## Exercise details
Return exactly the lines of the records below, starting at the line that contains "data.patients.push(patient.clone());" and ending at the line that contains "Uuid, status: RegistrationStatus)", with both of those lines kept.
┌──
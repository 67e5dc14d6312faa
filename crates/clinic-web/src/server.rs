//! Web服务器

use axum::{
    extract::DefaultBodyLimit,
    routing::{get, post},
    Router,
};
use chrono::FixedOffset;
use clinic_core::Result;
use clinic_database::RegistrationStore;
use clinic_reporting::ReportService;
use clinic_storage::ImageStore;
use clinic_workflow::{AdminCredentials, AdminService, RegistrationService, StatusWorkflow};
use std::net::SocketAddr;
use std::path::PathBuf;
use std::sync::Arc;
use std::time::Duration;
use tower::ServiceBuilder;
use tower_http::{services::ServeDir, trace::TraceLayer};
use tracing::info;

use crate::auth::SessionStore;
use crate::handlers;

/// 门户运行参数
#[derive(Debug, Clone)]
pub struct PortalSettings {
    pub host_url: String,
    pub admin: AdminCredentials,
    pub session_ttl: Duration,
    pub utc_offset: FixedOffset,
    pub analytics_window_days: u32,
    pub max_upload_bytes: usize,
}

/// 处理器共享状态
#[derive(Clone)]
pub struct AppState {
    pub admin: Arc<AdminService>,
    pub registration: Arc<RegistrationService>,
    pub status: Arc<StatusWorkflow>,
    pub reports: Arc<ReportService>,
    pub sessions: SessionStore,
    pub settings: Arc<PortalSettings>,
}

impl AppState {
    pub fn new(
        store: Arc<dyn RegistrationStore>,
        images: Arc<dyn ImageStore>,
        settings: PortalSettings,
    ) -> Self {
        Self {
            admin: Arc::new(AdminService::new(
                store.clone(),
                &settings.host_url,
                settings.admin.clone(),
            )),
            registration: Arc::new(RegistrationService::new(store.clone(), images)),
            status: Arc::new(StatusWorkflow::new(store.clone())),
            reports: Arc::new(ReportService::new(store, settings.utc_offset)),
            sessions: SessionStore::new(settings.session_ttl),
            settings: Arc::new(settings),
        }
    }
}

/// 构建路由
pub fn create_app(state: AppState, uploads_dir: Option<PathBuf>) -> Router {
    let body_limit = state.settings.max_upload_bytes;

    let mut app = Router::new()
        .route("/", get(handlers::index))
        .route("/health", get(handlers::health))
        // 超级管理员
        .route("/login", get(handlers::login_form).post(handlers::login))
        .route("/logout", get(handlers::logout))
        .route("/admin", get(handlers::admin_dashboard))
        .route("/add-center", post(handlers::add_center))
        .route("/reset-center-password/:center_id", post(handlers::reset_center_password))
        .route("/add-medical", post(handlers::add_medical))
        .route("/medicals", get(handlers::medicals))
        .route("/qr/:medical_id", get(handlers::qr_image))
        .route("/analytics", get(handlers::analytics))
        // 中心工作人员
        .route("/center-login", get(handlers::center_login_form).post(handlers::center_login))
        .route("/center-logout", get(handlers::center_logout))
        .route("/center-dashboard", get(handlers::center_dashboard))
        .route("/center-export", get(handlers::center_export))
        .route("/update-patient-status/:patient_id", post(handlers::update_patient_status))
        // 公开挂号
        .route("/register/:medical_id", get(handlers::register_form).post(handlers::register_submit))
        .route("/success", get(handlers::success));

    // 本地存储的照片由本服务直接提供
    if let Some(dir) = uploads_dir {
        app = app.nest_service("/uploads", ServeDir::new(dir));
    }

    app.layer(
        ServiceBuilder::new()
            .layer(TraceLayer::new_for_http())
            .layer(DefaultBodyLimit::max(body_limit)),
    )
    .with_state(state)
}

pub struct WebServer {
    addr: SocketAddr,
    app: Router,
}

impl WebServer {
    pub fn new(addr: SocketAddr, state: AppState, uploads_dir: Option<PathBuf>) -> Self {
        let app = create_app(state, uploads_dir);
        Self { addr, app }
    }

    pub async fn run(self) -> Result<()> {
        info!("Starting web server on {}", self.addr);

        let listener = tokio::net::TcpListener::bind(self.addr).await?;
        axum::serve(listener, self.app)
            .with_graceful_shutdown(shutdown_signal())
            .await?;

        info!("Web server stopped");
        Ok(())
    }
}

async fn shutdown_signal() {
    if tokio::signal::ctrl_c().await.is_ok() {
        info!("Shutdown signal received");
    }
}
└──
┌──
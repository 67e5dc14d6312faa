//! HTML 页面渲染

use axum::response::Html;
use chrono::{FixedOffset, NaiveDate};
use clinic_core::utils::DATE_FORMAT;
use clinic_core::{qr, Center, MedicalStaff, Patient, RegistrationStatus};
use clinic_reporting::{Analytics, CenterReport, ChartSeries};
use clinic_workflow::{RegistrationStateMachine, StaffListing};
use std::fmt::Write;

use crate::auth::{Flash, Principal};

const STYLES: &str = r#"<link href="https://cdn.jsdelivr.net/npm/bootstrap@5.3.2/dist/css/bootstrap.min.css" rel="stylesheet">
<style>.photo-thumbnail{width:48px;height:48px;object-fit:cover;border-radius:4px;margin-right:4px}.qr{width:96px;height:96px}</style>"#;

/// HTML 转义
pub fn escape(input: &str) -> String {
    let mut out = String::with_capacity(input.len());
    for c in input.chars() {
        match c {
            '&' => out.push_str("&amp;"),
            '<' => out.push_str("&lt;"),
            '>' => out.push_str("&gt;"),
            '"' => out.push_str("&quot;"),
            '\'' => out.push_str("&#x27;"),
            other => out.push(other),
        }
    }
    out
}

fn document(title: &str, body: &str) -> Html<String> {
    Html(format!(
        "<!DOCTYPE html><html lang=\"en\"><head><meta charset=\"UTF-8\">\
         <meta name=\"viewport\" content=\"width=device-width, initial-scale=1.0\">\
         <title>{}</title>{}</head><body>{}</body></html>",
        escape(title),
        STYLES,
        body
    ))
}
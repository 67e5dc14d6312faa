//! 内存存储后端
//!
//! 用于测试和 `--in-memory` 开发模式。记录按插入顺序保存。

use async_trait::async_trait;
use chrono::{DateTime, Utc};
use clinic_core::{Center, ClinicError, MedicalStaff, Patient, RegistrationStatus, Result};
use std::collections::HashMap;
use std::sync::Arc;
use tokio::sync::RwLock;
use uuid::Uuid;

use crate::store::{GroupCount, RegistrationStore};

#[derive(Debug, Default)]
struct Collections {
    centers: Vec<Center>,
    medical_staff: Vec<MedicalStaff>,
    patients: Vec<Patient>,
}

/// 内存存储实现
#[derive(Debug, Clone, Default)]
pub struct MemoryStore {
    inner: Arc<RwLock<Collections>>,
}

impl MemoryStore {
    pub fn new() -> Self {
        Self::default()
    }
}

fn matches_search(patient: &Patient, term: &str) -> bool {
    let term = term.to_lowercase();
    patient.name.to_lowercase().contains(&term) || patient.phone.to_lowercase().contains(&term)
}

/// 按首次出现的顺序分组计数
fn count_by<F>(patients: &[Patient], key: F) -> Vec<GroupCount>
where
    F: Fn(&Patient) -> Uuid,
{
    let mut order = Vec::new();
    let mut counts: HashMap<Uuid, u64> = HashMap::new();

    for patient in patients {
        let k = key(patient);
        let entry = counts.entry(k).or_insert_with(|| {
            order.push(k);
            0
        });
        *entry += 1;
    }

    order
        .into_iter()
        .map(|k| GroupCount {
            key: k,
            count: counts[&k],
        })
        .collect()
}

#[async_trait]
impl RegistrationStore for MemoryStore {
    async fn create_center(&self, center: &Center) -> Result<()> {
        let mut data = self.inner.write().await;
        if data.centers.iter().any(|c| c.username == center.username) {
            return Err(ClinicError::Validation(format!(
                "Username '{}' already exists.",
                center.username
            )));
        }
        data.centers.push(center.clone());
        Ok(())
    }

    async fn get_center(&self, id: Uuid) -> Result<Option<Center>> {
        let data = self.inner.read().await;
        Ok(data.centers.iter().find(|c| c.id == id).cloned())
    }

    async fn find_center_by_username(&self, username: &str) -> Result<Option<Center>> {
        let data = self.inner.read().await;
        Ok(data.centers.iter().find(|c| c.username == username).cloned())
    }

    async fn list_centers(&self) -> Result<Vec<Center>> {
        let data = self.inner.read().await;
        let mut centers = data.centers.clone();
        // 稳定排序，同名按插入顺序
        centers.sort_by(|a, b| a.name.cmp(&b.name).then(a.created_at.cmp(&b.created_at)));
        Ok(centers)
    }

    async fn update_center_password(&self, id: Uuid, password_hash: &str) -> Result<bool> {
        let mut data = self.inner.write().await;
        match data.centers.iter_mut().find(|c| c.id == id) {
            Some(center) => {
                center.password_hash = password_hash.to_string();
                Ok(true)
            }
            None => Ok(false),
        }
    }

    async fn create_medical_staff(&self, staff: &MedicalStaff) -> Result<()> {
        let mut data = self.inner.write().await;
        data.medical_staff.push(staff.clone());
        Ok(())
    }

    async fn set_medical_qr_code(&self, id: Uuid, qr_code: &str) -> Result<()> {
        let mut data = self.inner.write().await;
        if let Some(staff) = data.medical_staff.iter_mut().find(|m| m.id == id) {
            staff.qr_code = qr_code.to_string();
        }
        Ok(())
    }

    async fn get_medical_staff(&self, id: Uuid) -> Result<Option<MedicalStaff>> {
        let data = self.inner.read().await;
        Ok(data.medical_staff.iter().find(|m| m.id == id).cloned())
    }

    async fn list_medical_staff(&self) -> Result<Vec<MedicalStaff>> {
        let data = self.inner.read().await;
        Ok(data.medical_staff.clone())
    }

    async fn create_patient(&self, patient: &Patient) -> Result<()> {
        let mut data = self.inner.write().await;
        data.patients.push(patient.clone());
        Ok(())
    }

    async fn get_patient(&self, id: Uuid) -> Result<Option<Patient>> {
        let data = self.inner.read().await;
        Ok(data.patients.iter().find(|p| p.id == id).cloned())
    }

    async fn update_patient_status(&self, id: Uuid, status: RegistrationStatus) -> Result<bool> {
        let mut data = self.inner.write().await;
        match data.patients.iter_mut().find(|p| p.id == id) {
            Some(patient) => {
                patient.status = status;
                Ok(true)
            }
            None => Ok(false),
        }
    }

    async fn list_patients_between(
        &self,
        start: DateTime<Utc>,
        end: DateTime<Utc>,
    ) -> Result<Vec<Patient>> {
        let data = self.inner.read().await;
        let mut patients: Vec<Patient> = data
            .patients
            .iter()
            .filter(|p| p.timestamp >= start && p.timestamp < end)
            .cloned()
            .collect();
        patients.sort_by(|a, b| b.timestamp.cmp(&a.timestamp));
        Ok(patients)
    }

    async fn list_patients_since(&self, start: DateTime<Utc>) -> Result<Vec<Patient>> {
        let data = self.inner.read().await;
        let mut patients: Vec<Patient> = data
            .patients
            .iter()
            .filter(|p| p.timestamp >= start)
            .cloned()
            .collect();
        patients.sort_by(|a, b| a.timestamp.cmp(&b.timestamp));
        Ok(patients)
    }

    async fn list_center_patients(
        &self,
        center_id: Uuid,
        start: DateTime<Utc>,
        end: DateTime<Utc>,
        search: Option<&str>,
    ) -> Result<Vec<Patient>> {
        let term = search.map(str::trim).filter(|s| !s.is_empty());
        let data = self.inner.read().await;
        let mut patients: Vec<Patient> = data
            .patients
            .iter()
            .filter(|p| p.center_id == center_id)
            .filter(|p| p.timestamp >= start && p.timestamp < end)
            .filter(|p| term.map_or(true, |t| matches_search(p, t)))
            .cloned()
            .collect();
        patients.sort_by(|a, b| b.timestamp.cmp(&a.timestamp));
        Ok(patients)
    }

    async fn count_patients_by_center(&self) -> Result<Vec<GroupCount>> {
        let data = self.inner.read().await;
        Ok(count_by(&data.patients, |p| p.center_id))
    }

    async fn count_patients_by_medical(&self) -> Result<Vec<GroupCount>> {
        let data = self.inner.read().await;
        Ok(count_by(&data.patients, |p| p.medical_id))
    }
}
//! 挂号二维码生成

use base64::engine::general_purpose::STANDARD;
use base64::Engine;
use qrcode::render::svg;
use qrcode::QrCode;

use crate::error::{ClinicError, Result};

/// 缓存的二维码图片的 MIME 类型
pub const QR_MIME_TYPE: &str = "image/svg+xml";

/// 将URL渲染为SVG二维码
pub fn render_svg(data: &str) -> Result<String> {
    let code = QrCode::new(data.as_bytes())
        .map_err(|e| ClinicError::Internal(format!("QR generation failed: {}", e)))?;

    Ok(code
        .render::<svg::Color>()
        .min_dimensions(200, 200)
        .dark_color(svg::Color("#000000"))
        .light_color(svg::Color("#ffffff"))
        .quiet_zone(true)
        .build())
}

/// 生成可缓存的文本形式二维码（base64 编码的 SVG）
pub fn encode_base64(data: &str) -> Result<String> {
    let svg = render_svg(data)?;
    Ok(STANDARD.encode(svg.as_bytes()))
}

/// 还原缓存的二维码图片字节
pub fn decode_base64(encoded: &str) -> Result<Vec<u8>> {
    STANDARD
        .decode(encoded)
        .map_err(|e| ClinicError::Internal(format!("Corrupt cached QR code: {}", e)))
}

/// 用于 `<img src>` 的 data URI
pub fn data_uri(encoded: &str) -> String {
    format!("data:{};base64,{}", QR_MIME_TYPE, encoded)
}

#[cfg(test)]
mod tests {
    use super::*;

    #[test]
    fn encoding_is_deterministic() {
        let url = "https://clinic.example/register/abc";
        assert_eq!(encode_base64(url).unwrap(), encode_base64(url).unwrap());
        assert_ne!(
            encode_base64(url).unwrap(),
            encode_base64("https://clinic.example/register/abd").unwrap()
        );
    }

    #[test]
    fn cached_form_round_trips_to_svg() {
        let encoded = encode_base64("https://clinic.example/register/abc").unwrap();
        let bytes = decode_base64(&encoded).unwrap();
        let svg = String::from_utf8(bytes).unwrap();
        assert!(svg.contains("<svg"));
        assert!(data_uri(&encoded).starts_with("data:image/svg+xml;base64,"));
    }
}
└──
┌──
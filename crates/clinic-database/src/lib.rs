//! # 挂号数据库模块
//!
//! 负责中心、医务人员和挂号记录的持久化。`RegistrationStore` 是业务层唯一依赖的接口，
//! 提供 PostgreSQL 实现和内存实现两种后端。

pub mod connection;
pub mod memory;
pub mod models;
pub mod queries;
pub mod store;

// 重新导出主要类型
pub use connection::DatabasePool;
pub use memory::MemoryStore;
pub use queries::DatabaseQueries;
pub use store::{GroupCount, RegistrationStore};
└──
## Solution to this exercise
        data.patients.push(patient.clone());
        Ok(())
    }

    async fn get_patient(&self, id: Uuid) -> Result<Option<Patient>> {
        let data = self.inner.read().await;
        Ok(data.patients.iter().find(|p| p.id == id).cloned())
    }

    async fn update_patient_status(&self, id: Uuid, status: RegistrationStatus) -> Result<bool> {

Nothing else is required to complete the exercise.